◆ **To do**:
Give back an exact copy of the lines below, from the first through the line with "let mut node"; please stop there.
━━━
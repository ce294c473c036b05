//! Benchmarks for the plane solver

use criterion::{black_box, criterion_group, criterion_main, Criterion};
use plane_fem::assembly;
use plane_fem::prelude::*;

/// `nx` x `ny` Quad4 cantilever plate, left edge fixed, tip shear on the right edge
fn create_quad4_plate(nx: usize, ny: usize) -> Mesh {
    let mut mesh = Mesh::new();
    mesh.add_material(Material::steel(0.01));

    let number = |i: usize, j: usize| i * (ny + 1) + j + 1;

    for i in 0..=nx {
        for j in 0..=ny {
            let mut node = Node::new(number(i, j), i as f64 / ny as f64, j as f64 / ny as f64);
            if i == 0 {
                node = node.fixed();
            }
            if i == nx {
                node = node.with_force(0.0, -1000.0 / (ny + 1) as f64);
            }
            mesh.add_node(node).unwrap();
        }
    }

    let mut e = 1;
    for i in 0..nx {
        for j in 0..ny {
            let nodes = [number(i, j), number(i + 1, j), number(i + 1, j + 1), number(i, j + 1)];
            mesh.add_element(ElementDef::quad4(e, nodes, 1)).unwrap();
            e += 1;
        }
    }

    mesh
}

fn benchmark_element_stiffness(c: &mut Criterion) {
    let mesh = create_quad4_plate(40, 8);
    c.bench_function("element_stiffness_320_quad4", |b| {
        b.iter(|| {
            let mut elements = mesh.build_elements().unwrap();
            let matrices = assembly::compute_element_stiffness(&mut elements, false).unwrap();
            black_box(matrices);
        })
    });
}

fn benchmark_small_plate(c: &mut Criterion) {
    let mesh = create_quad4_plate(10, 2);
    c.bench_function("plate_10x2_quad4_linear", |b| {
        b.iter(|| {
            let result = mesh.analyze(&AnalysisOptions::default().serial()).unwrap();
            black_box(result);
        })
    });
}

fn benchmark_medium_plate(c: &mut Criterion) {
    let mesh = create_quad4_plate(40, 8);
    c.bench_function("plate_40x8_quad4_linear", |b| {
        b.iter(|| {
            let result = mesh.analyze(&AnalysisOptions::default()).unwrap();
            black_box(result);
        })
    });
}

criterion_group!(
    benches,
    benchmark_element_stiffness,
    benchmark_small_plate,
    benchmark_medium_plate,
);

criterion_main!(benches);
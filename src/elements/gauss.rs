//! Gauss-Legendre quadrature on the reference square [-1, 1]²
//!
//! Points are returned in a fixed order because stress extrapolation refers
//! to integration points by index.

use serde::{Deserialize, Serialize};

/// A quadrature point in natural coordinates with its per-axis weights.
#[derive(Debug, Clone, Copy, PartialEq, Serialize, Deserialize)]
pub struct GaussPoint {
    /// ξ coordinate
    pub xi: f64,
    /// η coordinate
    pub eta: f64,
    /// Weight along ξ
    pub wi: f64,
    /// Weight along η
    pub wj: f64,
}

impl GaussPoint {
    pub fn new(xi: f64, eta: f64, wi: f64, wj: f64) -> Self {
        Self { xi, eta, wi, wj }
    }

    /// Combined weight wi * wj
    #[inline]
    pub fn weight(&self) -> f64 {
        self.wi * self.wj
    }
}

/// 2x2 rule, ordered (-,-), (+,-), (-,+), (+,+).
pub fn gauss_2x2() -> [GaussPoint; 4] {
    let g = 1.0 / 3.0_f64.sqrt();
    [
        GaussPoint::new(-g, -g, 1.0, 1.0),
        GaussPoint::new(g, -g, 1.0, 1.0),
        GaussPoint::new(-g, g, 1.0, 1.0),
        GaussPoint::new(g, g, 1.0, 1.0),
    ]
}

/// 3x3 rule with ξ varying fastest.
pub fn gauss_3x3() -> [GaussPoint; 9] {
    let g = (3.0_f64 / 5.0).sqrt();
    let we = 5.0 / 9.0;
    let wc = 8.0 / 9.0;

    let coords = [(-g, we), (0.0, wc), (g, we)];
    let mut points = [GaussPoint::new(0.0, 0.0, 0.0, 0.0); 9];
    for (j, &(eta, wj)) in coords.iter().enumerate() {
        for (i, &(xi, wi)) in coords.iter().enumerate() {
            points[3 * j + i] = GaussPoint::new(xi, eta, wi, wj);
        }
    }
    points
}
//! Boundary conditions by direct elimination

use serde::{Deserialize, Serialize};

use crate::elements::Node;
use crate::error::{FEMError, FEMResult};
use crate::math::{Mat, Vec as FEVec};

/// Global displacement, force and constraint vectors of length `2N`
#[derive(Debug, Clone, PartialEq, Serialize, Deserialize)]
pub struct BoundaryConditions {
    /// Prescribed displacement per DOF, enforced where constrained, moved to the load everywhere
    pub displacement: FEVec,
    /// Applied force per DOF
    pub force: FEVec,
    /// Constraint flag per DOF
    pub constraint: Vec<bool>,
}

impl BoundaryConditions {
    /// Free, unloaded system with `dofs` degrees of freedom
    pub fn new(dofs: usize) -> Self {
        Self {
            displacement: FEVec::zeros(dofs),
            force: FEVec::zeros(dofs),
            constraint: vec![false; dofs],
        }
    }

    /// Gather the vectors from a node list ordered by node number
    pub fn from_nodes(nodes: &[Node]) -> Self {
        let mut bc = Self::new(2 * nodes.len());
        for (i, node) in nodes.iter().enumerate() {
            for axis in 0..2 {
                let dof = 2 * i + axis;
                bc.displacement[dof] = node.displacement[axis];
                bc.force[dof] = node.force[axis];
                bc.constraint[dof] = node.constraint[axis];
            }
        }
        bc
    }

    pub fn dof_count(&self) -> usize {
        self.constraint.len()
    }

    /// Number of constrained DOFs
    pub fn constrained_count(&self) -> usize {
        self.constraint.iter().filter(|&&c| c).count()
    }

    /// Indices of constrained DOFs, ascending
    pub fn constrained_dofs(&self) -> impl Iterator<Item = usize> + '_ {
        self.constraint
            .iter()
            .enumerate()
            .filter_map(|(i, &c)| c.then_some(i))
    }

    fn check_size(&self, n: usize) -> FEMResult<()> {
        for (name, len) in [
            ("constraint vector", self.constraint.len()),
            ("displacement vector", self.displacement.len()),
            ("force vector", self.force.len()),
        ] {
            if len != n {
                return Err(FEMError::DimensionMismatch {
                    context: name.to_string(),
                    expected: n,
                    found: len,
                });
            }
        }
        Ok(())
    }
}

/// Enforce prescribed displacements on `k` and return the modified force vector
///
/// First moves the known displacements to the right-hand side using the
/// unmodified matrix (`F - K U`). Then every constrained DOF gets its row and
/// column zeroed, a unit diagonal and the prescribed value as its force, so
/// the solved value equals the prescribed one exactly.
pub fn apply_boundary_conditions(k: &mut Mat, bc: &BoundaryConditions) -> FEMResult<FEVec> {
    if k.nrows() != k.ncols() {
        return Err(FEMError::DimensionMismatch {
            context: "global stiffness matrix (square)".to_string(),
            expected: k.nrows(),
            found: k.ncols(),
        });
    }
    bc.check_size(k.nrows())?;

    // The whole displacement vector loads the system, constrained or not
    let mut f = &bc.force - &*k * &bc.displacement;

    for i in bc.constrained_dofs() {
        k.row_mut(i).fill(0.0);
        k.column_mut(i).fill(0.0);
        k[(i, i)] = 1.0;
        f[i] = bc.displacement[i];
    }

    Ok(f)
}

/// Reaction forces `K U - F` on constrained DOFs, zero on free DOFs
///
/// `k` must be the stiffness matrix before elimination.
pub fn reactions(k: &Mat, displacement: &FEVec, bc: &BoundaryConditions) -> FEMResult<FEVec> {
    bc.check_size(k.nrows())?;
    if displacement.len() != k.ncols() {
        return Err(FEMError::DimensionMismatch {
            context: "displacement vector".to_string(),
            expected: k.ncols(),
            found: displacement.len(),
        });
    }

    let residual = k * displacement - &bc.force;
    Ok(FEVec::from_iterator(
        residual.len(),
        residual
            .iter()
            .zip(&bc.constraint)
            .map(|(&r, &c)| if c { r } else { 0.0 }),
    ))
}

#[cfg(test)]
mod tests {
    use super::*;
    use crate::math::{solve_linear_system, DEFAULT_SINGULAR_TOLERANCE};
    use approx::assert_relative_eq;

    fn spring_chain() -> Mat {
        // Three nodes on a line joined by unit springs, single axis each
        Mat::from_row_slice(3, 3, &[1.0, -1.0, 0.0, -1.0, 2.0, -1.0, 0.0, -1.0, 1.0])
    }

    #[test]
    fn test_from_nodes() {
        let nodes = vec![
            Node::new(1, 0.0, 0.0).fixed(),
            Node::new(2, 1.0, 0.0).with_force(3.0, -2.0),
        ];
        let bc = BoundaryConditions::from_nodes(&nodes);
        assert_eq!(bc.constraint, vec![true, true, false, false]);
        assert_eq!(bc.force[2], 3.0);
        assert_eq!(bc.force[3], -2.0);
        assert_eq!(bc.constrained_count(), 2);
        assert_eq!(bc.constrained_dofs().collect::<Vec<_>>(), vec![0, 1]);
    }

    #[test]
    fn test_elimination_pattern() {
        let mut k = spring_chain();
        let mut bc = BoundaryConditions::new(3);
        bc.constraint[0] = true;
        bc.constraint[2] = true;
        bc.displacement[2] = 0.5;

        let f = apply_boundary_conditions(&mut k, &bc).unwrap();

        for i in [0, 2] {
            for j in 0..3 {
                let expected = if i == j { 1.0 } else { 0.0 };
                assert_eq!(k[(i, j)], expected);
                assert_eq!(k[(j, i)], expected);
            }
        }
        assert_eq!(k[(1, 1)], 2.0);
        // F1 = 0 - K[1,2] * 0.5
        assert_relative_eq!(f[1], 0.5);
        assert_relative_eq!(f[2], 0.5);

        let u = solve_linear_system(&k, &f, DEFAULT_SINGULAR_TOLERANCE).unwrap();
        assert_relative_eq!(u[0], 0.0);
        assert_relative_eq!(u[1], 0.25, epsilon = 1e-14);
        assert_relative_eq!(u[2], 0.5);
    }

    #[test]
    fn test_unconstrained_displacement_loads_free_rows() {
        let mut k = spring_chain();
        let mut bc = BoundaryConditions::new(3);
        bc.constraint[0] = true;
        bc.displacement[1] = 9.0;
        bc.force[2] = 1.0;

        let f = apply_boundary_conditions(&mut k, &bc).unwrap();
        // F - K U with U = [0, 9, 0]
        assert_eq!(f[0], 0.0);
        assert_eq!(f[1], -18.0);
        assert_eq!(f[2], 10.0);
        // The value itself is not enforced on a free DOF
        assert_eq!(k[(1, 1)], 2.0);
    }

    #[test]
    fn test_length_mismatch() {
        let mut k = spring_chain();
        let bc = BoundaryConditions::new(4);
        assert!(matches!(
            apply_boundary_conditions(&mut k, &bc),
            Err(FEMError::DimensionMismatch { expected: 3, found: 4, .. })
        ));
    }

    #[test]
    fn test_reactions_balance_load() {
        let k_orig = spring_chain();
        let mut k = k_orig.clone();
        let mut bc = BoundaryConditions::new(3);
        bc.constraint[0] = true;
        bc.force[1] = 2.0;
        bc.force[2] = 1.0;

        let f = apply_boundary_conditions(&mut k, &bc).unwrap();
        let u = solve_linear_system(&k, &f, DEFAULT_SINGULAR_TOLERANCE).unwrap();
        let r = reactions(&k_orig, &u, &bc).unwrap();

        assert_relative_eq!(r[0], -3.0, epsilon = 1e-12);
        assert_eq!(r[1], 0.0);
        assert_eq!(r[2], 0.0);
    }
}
━━━
◆ **Task output**:
repository ce294c473c036b05
//! Benchmarks for the plane solver

use criterion::{black_box, criterion_group, criterion_main, Criterion};
use plane_fem::assembly;
use plane_fem::prelude::*;

/// `nx` x `ny` Quad4 cantilever plate, left edge fixed, tip shear on the right edge
fn create_quad4_plate(nx: usize, ny: usize) -> Mesh {
    let mut mesh = Mesh::new();
    mesh.add_material(Material::steel(0.01));

    let number = |i: usize, j: usize| i * (ny + 1) + j + 1;

    for i in 0..=nx {
        for j in 0..=ny {
            let mut node = Node::new(number(i, j), i as f64 / ny as f64, j as f64 / ny as f64);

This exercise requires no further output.